Individual Healthcare Programs and Prescription Assistance Programs For People in The United States
Posted in Healthy Diet Recipes on 31. Oct, 2009
Personal medical insurance offers reimbursement for medical care. Prescription assistance programs may be included in some programs. A number of policies may possibly provide for payment of health expenses incurred on a reimbursement basis by paying benefits to the plan owner, payment on a service basis by paying those who provide the services directly, or payment of an indemnity by paying a set amount regardless of the sum charged for medical bills. Medical expense or hospitalization insurance may perhaps be issued on an individual or group basis. A few of these programs will provide prescription help.
Even though there are several types of benefits offered, private health expense coverage can generally be categorized as basic health expense coverage, major medical insurance, comprehensive medical coverage, and special policies. These plans ought to cover prescriptions because prescription drugs help so many patients. A good number of these policies have for the most part been replaced by managed care plans and are no longer available as stand-alone programs. These types of plans have been modified and replaced in response to changes in the health care field relative to cost containment and market competition.
Basic medical insurance provided by a private medical expense plan includes hospital expense, surgical expense and medical expense. These 3 basics could be issued as one or individually. Frequently this is issued as “first dollar” coverage, which means it does not contain a deductible.
Like the name implies, hospital expense coverage offers benefits for visits incurred for the period of hospitalization.

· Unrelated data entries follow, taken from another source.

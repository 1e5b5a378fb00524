//! Relative Strength Index (RSI).
//!
//! gain[t] = max(close[t] - close[t-1], 0), loss[t] = max(close[t-1] - close[t], 0),
//! with gain[0] = loss[0] = 0 (no previous close, no change).
//! avg_gain / avg_loss are simple moving averages over `period`.
//! RSI = 100 - 100 / (1 + avg_gain / avg_loss)
//! Lookback: period - 1.
//! Edge case: avg_loss == 0 → RSI = 100, including a flat window.

use super::sma::sma_of_series;
use crate::domain::PriceBar;
use crate::indicator::{names, Indicator};

#[derive(Debug, Clone)]
pub struct Rsi {
    period: usize,
}

impl Rsi {
    pub fn new(period: usize) -> Self {
        assert!(period >= 1, "RSI period must be >= 1");
        Self { period }
    }
}

impl Indicator for Rsi {
    fn name(&self) -> &str {
        names::RSI
    }

    fn lookback(&self) -> usize {
        self.period - 1
    }

    fn compute(&self, bars: &[PriceBar]) -> Vec<f64> {
        let n = bars.len();
        let mut gains = vec![0.0; n];
        let mut losses = vec![0.0; n];
        for i in 1..n {
            let change = bars[i].close - bars[i - 1].close;
            if change > 0.0 {
                gains[i] = change;
            } else {
                losses[i] = -change;
            }
        }

        let avg_gain = sma_of_series(&gains, self.period);
        let avg_loss = sma_of_series(&losses, self.period);

        avg_gain
            .iter()
            .zip(&avg_loss)
            .map(|(&g, &l)| rsi_from_averages(g, l))
            .collect()
    }
}

/// RSI from average gain and loss. NaN inputs stay NaN.
pub fn rsi_from_averages(avg_gain: f64, avg_loss: f64) -> f64 {
    if avg_gain.is_nan() || avg_loss.is_nan() {
        f64::NAN
    } else if avg_loss == 0.0 {
        100.0
    } else {
        100.0 - 100.0 / (1.0 + avg_gain / avg_loss)
    }
}
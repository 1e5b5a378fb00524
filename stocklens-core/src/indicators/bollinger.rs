//! Bollinger Bands: moving average +/- standard deviation multiplier.
//!
//! Four series (separate Indicator instances):
//! - Middle: SMA(close, period)
//! - Std: rolling stddev(close, period)
//! - Upper: middle + k * std
//! - Lower: middle - k * std
//!
//! Uses population stddev (divide by N).
//! Lookback: period - 1.

use super::sma::sma_of_series;
use crate::domain::PriceBar;
use crate::indicator::{names, Indicator};

/// Which Bollinger series to compute.
#[derive(Debug, Clone, Copy, PartialEq, Eq)]
pub enum BollingerBand {
    Upper,
    Middle,
    Lower,
    Std,
}

#[derive(Debug, Clone)]
pub struct Bollinger {
    period: usize,
    k: f64,
    band: BollingerBand,
}

impl Bollinger {
    pub fn new(period: usize, k: f64, band: BollingerBand) -> Self {
        assert!(period >= 1, "Bollinger period must be >= 1");
        Self { period, k, band }
    }

    pub fn upper(period: usize, k: f64) -> Self {
        Self::new(period, k, BollingerBand::Upper)
    }

    pub fn middle(period: usize, k: f64) -> Self {
        Self::new(period, k, BollingerBand::Middle)
    }

    pub fn lower(period: usize, k: f64) -> Self {
        Self::new(period, k, BollingerBand::Lower)
    }

    pub fn std(period: usize, k: f64) -> Self {
        Self::new(period, k, BollingerBand::Std)
    }
}

impl Indicator for Bollinger {
    fn name(&self) -> &str {
        match self.band {
            BollingerBand::Upper => names::UPPER_BAND,
            BollingerBand::Middle => names::MIDDLE_BAND,
            BollingerBand::Lower => names::LOWER_BAND,
            BollingerBand::Std => names::STD,
        }
    }

    fn lookback(&self) -> usize {
        self.period.saturating_sub(1)
    }

    fn compute(&self, bars: &[PriceBar]) -> Vec<f64> {
        let closes = super::closes(bars);
        let middle = sma_of_series(&closes, self.period);
        match self.band {
            BollingerBand::Middle => middle,
            BollingerBand::Std => rolling_std(&closes, self.period),
            BollingerBand::Upper => {
                let std = rolling_std(&closes, self.period);
                middle
                    .iter()
                    .zip(&std)
                    .map(|(m, s)| m + self.k * s)
                    .collect()
            }
            BollingerBand::Lower => {
                let std = rolling_std(&closes, self.period);
                middle
                    .iter()
                    .zip(&std)
                    .map(|(m, s)| m - self.k * s)
                    .collect()
            }
        }
    }
}

/// Population standard deviation over each trailing window of `period`.
pub fn rolling_std(values: &[f64], period: usize) -> Vec<f64> {
    let n = values.len();
    let mut result = vec![f64::NAN; n];

    if period == 0 || n < period {
        return result;
    }

    for (start, window) in values.windows(period).enumerate() {
        let mean = window.iter().sum::<f64>() / period as f64;
        let variance = window
            .iter()
            .map(|v| {
                let diff = v - mean;
                diff * diff
            })
            .sum::<f64>()
            / period as f64;
        result[start + period - 1] = variance.sqrt();
    }

    result
}

#[cfg(test)]
mod tests {
    use super::*;
    use crate::indicators::{assert_approx, make_bars, DEFAULT_EPSILON};

    #[test]
    fn bollinger_middle_is_sma() {
        let bars = make_bars(&[10.0, 11.0, 12.0, 13.0, 14.0]);
        let result = Bollinger::middle(3, 2.0).compute(&bars);

        assert!(result[0].is_nan());
        assert!(result[1].is_nan());
        assert_approx(result[2], 11.0, DEFAULT_EPSILON);
        assert_approx(result[3], 12.0, DEFAULT_EPSILON);
    }

    #[test]
    fn bollinger_std_is_population() {
        // window [10, 11, 12]: mean 11, deviations -1, 0, 1 → variance 2/3
        let bars = make_bars(&[10.0, 11.0, 12.0]);
        let result = Bollinger::std(3, 2.0).compute(&bars);
        assert_approx(result[2], (2.0f64 / 3.0).sqrt(), DEFAULT_EPSILON);
    }

    #[test]
    fn bollinger_width_is_two_k_std() {
        let bars = make_bars(&[10.0, 11.5, 12.0, 10.5, 14.0, 13.0]);
        let k = 2.5;
        let upper = Bollinger::upper(3, k).compute(&bars);
        let middle = Bollinger::middle(3, k).compute(&bars);
        let lower = Bollinger::lower(3, k).compute(&bars);
        let std = Bollinger::std(3, k).compute(&bars);

        for i in 2..bars.len() {
            assert_approx(upper[i] - lower[i], 2.0 * k * std[i], DEFAULT_EPSILON);
            assert_approx(upper[i] - middle[i], middle[i] - lower[i], DEFAULT_EPSILON);
        }
    }

    #[test]
    fn bollinger_constant_price_zero_width() {
        let bars = make_bars(&[100.0, 100.0, 100.0, 100.0]);
        let upper = Bollinger::upper(3, 2.0).compute(&bars);
        let lower = Bollinger::lower(3, 2.0).compute(&bars);
        let std = Bollinger::std(3, 2.0).compute(&bars);

        for i in 2..4 {
            assert_eq!(std[i], 0.0);
            assert_eq!(upper[i], 100.0);
            assert_eq!(lower[i], 100.0);
        }
    }

    #[test]
    fn bollinger_lookback() {
        assert_eq!(Bollinger::upper(20, 2.0).lookback(), 19);
    }
}
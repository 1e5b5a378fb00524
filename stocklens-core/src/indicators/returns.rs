//! Daily return: close-to-close percentage change as a fraction.
//!
//! DailyReturn[t] = (close[t] - close[t-1]) / close[t-1]
//! Lookback: 1.

use crate::domain::PriceBar;
use crate::indicator::{names, Indicator};

#[derive(Debug, Clone, Default)]
pub struct DailyReturn;

impl Indicator for DailyReturn {
    fn name(&self) -> &str {
        names::DAILY_RETURN
    }

    fn lookback(&self) -> usize {
        1
    }

    fn compute(&self, bars: &[PriceBar]) -> Vec<f64> {
        let mut result = vec![f64::NAN; bars.len()];
        for (i, pair) in bars.windows(2).enumerate() {
            let prev = pair[0].close;
            result[i + 1] = (pair[1].close - prev) / prev;
        }
        result
    }
}
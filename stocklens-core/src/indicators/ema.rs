//! Exponential Moving Average (EMA).
//!
//! Recursive: EMA[t] = alpha * close[t] + (1 - alpha) * EMA[t-1],
//! alpha = 2 / (span + 1).
//! Seed: EMA[0] = close[0], so there is no warmup.
//! Lookback: 0.

use crate::domain::PriceBar;
use crate::indicator::{names, Indicator};

#[derive(Debug, Clone)]
pub struct Ema {
    span: usize,
    name: String,
}

impl Ema {
    pub fn new(span: usize) -> Self {
        assert!(span >= 1, "EMA span must be >= 1");
        Self {
            span,
            name: names::ema(span),
        }
    }
}

impl Indicator for Ema {
    fn name(&self) -> &str {
        &self.name
    }

    fn lookback(&self) -> usize {
        0
    }

    fn compute(&self, bars: &[PriceBar]) -> Vec<f64> {
        ema_of_series(&super::closes(bars), self.span)
    }
}

/// Smoothing factor for a span.
pub fn ema_alpha(span: usize) -> f64 {
    2.0 / (span as f64 + 1.0)
}

/// EMA of an arbitrary series, seeded with its first defined value.
///
/// Leading NaNs stay NaN. A NaN after the seed taints every later value,
/// since the recursion has no way to skip it.
pub fn ema_of_series(values: &[f64], span: usize) -> Vec<f64> {
    let n = values.len();
    let mut result = vec![f64::NAN; n];

    if span == 0 {
        return result;
    }

    let Some(seed_index) = values.iter().position(|v| !v.is_nan()) else {
        return result;
    };

    let alpha = ema_alpha(span);
    let mut prev = values[seed_index];
    result[seed_index] = prev;

    for i in (seed_index + 1)..n {
        if values[i].is_nan() {
            return result;
        }
        let ema = alpha * values[i] + (1.0 - alpha) * prev;
        result[i] = ema;
        prev = ema;
    }

    result
}
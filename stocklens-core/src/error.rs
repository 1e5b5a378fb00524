//! Engine error taxonomy.
//!
//! Undefined indicator values are not errors: they are `f64::NAN` entries in
//! the output series. Errors here are always the caller's input problem.

use crate::domain::SeriesError;
use thiserror::Error;

#[derive(Debug, Clone, PartialEq, Error)]
pub enum EngineError {
    #[error("invalid input: {0}")]
    InvalidInput(#[from] SeriesError),

    #[error("invalid config: {0}")]
    InvalidConfig(String),
}

#[cfg(test)]
mod tests {
    use super::*;

    #[test]
    fn series_error_converts_to_invalid_input() {
        let err: EngineError = SeriesError::Empty {
            symbol: "SPY".into(),
        }
        .into();
        assert!(matches!(err, EngineError::InvalidInput(_)));
        assert_eq!(
            err.to_string(),
            "invalid input: price series for 'SPY' is empty"
        );
    }
}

Hospital indemnities are commonly classified into 2 general groups:
• Room and board, as well as nursing care and special diets
• Miscellaneous health expenses, plus x-rays, laboratory fees, prescription drugs, medical supplies, and operating and treatment rooms
In some cases, surgical benefits can be built-in for some types of surgery and related expenses. Hospital expense coverage offers benefits for daily hospital room and board and miscellaneous hospital expenses while the insured patient is confined to the hospital. The plan can provide for a certain dollar amount for the daily hospital room and board benefit, though the trend is toward health insurance of not more than the semiprivate room charge unless a private room is medically needed. The room and board benefit may well be paid on either an indemnity basis or a reimbursement basis, depending on the specific plan.
Indemnity policies are on occasion called dollar amount policies. Room and board rates vary by geographic location, however it is not uncommon to discover room and board rates ranging from $200 to $900 per day or more.
Usually, the maximum number of days is from 20 to 20 . More frequently, room and board expenses are paid on a reimbursement basis. This is {frequently called an expenses incurred basis~Frequently known as a expenses incurred basis~This is frequently called a expenses incurred basis}. Under this deal, the plan will pay in one of two ways.
• The actual bills for a semiprivate room are covered.
• A percentage of the actual charge is paid, with no definite dollar limit.
Under the first reimbursement option, the health insurance carrier will pay the full actual semiprivate room rate, regardless of what it is. Under the second reimbursement option, the health insurance carrier pays a specific percentage, regardless of what the actual charges are. A universal percentage is 80%.
To sum up, with the actual expenses type of reimbursement policy, the insurance will pay the actual amount charged for a semiprivate room with no regard to a specific dollar limit. With the percentage style of reimbursement insurance, the plan will pay a specified percentage of the actual bill.